PROVIDED MATERIAL
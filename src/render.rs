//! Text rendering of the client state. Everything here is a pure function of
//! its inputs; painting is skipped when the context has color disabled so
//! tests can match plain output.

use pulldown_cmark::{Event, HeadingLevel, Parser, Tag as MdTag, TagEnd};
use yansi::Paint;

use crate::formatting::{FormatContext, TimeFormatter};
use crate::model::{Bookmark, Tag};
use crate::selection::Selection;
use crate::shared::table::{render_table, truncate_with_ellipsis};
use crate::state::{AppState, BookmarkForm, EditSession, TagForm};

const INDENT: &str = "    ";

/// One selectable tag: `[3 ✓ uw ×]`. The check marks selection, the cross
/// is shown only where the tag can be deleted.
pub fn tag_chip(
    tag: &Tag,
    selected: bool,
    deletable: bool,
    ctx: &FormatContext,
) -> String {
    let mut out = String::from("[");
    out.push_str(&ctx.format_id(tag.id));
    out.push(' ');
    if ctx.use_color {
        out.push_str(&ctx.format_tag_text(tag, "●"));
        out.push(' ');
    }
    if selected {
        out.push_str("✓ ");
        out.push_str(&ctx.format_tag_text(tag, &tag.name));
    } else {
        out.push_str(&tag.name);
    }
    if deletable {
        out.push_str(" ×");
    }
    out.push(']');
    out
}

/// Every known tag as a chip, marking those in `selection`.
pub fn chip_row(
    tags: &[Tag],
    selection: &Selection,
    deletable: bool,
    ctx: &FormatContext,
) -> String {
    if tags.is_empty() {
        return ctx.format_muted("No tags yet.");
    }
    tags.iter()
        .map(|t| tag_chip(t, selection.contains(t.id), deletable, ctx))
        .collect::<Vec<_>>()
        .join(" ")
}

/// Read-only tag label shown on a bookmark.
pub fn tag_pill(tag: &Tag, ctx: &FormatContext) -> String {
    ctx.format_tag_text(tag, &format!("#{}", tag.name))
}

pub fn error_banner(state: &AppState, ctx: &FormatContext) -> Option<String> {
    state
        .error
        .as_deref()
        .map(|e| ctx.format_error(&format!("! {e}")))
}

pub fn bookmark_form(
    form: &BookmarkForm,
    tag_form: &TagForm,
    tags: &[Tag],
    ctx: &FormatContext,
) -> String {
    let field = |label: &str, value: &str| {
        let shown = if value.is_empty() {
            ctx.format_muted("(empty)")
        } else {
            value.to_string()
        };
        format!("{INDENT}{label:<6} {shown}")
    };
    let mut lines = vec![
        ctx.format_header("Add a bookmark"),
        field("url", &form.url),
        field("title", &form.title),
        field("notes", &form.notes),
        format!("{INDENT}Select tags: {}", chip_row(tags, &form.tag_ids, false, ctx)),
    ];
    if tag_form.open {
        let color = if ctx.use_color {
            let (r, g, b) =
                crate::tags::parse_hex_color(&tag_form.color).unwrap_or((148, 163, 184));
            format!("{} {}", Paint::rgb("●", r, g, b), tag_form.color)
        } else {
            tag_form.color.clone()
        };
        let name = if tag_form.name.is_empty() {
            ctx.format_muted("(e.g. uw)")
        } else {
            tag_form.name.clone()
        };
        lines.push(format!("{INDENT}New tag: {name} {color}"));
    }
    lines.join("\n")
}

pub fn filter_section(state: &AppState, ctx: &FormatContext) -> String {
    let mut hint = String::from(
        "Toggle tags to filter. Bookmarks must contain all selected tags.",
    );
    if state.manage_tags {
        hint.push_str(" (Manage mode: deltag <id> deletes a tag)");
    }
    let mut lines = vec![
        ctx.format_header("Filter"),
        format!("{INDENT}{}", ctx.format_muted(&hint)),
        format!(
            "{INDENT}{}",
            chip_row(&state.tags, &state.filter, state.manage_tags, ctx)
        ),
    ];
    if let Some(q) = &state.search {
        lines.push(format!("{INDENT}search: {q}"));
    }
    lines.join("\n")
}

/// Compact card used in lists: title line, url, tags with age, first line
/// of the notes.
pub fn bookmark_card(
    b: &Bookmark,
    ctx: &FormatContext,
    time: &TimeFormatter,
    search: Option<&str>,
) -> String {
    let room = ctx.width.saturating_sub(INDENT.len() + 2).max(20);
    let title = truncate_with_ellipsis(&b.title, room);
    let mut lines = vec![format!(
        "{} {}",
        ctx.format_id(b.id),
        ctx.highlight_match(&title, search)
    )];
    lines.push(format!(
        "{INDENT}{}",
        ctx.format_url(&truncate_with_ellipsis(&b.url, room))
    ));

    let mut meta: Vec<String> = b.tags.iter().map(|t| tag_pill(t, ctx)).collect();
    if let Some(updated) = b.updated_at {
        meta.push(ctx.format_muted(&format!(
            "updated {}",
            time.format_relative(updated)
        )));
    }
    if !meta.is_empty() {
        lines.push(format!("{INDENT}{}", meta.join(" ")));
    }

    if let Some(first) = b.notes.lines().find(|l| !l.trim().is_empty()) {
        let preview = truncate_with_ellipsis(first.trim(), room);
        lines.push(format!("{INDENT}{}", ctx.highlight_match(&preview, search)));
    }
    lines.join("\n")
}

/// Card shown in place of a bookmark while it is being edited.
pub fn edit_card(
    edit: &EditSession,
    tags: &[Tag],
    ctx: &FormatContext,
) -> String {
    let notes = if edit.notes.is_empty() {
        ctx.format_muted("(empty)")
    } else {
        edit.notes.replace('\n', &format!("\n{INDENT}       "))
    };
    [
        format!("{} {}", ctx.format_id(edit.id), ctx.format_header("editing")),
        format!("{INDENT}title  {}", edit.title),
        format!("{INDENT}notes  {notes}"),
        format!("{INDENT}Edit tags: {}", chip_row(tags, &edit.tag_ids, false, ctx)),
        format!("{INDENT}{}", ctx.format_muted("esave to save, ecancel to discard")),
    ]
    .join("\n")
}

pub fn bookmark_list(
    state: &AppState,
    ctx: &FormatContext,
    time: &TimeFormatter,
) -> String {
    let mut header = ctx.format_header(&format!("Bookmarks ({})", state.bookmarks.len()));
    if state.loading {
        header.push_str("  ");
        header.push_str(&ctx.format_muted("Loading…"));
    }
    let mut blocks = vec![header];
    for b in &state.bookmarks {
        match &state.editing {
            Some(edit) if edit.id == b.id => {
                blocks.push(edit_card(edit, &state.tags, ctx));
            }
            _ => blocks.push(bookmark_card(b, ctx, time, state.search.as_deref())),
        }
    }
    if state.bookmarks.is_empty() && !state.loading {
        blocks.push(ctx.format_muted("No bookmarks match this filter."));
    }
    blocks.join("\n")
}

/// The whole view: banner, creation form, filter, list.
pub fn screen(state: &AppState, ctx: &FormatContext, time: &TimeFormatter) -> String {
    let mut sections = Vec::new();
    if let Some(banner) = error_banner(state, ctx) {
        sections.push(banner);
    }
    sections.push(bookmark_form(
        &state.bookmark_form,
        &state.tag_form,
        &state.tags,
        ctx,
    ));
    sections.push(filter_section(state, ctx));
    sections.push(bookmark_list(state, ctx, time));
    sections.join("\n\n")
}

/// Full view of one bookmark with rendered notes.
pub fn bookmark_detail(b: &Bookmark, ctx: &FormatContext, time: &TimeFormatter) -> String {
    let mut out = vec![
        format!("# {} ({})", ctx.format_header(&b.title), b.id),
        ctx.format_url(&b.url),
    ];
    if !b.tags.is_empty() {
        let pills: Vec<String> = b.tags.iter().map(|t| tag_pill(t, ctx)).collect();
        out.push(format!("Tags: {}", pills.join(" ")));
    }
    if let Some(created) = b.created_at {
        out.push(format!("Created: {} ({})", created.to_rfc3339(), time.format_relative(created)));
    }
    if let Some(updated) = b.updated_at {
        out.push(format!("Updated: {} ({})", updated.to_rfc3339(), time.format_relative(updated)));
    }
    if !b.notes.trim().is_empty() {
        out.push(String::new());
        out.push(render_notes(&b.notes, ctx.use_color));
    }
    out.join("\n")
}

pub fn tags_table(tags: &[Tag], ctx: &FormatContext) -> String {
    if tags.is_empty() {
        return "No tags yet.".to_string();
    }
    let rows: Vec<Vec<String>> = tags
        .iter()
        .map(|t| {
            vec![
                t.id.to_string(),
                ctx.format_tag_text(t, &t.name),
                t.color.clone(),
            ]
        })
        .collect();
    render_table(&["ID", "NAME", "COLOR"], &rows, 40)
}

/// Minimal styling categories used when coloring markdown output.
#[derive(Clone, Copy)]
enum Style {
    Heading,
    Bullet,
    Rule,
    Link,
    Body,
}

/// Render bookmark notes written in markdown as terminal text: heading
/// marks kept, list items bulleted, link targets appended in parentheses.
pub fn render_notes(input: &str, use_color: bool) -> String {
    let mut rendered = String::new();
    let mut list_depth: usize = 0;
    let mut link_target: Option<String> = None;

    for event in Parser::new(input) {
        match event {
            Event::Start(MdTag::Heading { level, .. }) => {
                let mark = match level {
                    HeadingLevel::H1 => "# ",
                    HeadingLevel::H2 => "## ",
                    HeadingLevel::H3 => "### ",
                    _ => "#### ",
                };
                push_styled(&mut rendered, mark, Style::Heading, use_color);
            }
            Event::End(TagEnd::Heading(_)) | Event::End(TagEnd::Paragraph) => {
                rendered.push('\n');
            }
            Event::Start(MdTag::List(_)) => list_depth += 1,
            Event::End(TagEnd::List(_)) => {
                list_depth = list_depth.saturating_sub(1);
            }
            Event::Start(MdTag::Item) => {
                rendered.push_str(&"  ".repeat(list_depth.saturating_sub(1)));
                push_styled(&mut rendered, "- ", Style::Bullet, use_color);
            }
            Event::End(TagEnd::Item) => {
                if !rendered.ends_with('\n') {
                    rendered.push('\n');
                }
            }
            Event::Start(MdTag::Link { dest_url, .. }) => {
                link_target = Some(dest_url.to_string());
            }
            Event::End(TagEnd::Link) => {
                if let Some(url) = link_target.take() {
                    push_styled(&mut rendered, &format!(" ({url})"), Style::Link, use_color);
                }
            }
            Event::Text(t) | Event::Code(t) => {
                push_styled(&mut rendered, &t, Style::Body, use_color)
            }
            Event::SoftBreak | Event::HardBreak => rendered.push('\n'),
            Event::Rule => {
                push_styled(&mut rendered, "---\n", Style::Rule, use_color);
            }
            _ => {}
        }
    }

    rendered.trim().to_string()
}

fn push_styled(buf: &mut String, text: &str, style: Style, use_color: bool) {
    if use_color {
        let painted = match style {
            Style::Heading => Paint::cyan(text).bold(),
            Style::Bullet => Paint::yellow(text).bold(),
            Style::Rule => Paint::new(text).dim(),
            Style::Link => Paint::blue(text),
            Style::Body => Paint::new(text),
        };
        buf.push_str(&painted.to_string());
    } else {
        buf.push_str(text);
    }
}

DESCRIPTION OF THE TASK
Return, from the material above, each line holding the string "label".

FINAL ANSWER
/// Read-only tag label shown on a bookmark.
    let field = |label: &str, value: &str| {
        format!("{INDENT}{label:<6} {shown}")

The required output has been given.